天堂国产午夜亚洲专区-少妇人妻综合久久蜜臀-国产成人户外露出视频在线-国产91传媒一区二区三区

微博實(shí)體與百科條目鏈接的多策略研究

發(fā)布時(shí)間:2018-07-14 12:13
【摘要】:近年來(lái),隨著WEB2.0技術(shù)及互聯(lián)網(wǎng)產(chǎn)業(yè)的興起,社交網(wǎng)絡(luò)空前發(fā)展,衍生出的一種新型社交網(wǎng)絡(luò)平臺(tái),微博,其用戶(hù)規(guī)模和產(chǎn)生的數(shù)據(jù)量急劇增長(zhǎng)。另一方面,WEB2.0技術(shù)也帶來(lái)了網(wǎng)絡(luò)百科的迅速發(fā)展,如何利用社交媒體及網(wǎng)絡(luò)內(nèi)容進(jìn)行知識(shí)庫(kù)的構(gòu)建與擴(kuò)展成為當(dāng)今研究熱點(diǎn)。其中,待拓展實(shí)體條目的歧義問(wèn)題成為該研究領(lǐng)域的重點(diǎn)難點(diǎn),實(shí)體鏈接技術(shù)是解決該問(wèn)題的重要方法。本文針對(duì)中文微博內(nèi)容簡(jiǎn)短、語(yǔ)言隨意不規(guī)范等特性,提出了中文微博實(shí)體鏈接消歧的多策略方法。中文微博實(shí)體與百科條目的鏈接,即對(duì)微博內(nèi)容中出現(xiàn)的待測(cè)命名實(shí)體與百科知識(shí)庫(kù)中的條目進(jìn)行匹配,要求將微博中出現(xiàn)的實(shí)體與百科條目準(zhǔn)確鏈接。中文微博實(shí)體與百科條目的鏈接研究從屬于命名實(shí)體識(shí)別(Named Entity Recognition,NER)下命名實(shí)體消歧(NED,Named Entity Disambiguation)研究課題,是自然語(yǔ)言處理(NLP,Natural Language Processing)研究領(lǐng)域中的一項(xiàng)熱點(diǎn)研究,在自然語(yǔ)言處理的研究領(lǐng)域中起重要作用,是不可缺少的研究基礎(chǔ)。

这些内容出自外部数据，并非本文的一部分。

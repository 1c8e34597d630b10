//! Grammar-driven streaming decoding of BER encoded protocol messages.
//!
//! This crate decodes the messages of protocols encoded in the Basic
//! Encoding Rules of [X.690] as they arrive over the network, in chunks of
//! any size. Instead of decoding by hand-written code, every message type
//! is described by a [grammar]: a table of transitions between states
//! triggered by the tags of the encoded values. The decoder in [`decode`]
//! walks the grammar while keeping track of the nested lengths and builds
//! the message as it goes. The same grammar can be used by any number of
//! decoders at the same time.
//!
//! Grammars are provided for the requests a Kerberos KDC receives in
//! [`kerberos`] and for binding to an LDAP server in [`ldap`]. Messages
//! can be encoded again via the [`encode`] module. The [`session`] module
//! packages a decoder and an encoder for use in a protocol server and
//! [`auth`] decides on anonymous binds.
//!
//! Only definite length values with tag numbers below 31 are supported.
//! This is all the supported protocols need.
//!
//! [X.690]: https://www.itu.int/rec/T-REC-X.690/

pub use self::config::DecoderConfig;
pub use self::length::Length;
pub use self::mode::Mode;
pub use self::tag::Tag;

pub mod auth;
pub mod config;
pub mod decode;
pub mod encode;
pub mod grammar;
pub mod int;
pub mod kerberos;
pub mod ldap;
pub mod mode;
pub mod session;
pub mod tag;

mod length;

提升中文微博實(shí)體鏈接消歧的準(zhǔn)確性,可以更好地構(gòu)建與擴(kuò)展網(wǎng)絡(luò)百科知識(shí)庫(kù),體現(xiàn)自然語(yǔ)言處理系統(tǒng)的通用性高與性能好的特點(diǎn)。本文以參加的中國(guó)計(jì)算機(jī)學(xué)會(huì)(CCF,China Computer Federation)主辦的自然語(yǔ)言處理與中文計(jì)算會(huì)議(NLPCC, CCF Conference on Natural Language Processing Chinese Computing)的評(píng)測(cè)任務(wù)為主要研究?jī)?nèi)容。編寫(xiě)網(wǎng)頁(yè)爬蟲(chóng)程序,獲取微博內(nèi)容及網(wǎng)絡(luò)百科頁(yè)面信息,構(gòu)建百科實(shí)體映射表及梳理百科條目知識(shí)庫(kù)。使用LDA模型,基于主題模型的消歧算法對(duì)人名實(shí)體進(jìn)行消歧。集合基于實(shí)體映射表的匹配消歧算法、基于TF-IDF的實(shí)體義項(xiàng)特征消歧算法、基于實(shí)體義項(xiàng)標(biāo)簽的消歧算法和基于Fast-Newman聚類(lèi)模型實(shí)體消歧算法對(duì)中文微博實(shí)體進(jìn)行消歧,本文主要貢獻(xiàn)包括:(1) 構(gòu)建和梳理百科條目知識(shí)庫(kù)及實(shí)體映射表。(2) 提出基于主題模型的人名消歧算法。(3) 提出多層級(jí)、多策略的實(shí)體消歧算法。(4) 編寫(xiě)中文微博實(shí)體識(shí)別系統(tǒng)和百科知識(shí)庫(kù)程序,并申請(qǐng)軟件著作權(quán)。本文數(shù)據(jù)來(lái)源于第二屆和第三屆自然語(yǔ)言處理與中文計(jì)算會(huì)議(NLPCC 2013、2014)中的中文微博實(shí)體鏈接任務(wù),其中在2013年評(píng)測(cè)中,知識(shí)庫(kù)實(shí)體數(shù)為44492個(gè),待測(cè)實(shí)體數(shù)為1274個(gè)。在2014年評(píng)測(cè)中,知識(shí)庫(kù)實(shí)體數(shù)為378207個(gè),待測(cè)實(shí)體數(shù)為607個(gè)。評(píng)測(cè)成績(jī)2013年準(zhǔn)確率為84.99%,在全國(guó)提交的18組結(jié)果中排名第6和第7,隊(duì)伍成績(jī)排名第3。2014年準(zhǔn)確率為84.02%,隊(duì)伍排名第3。經(jīng)過(guò)后續(xù)總結(jié)改進(jìn),采用本文的模型和算法,準(zhǔn)確率達(dá)91.40%。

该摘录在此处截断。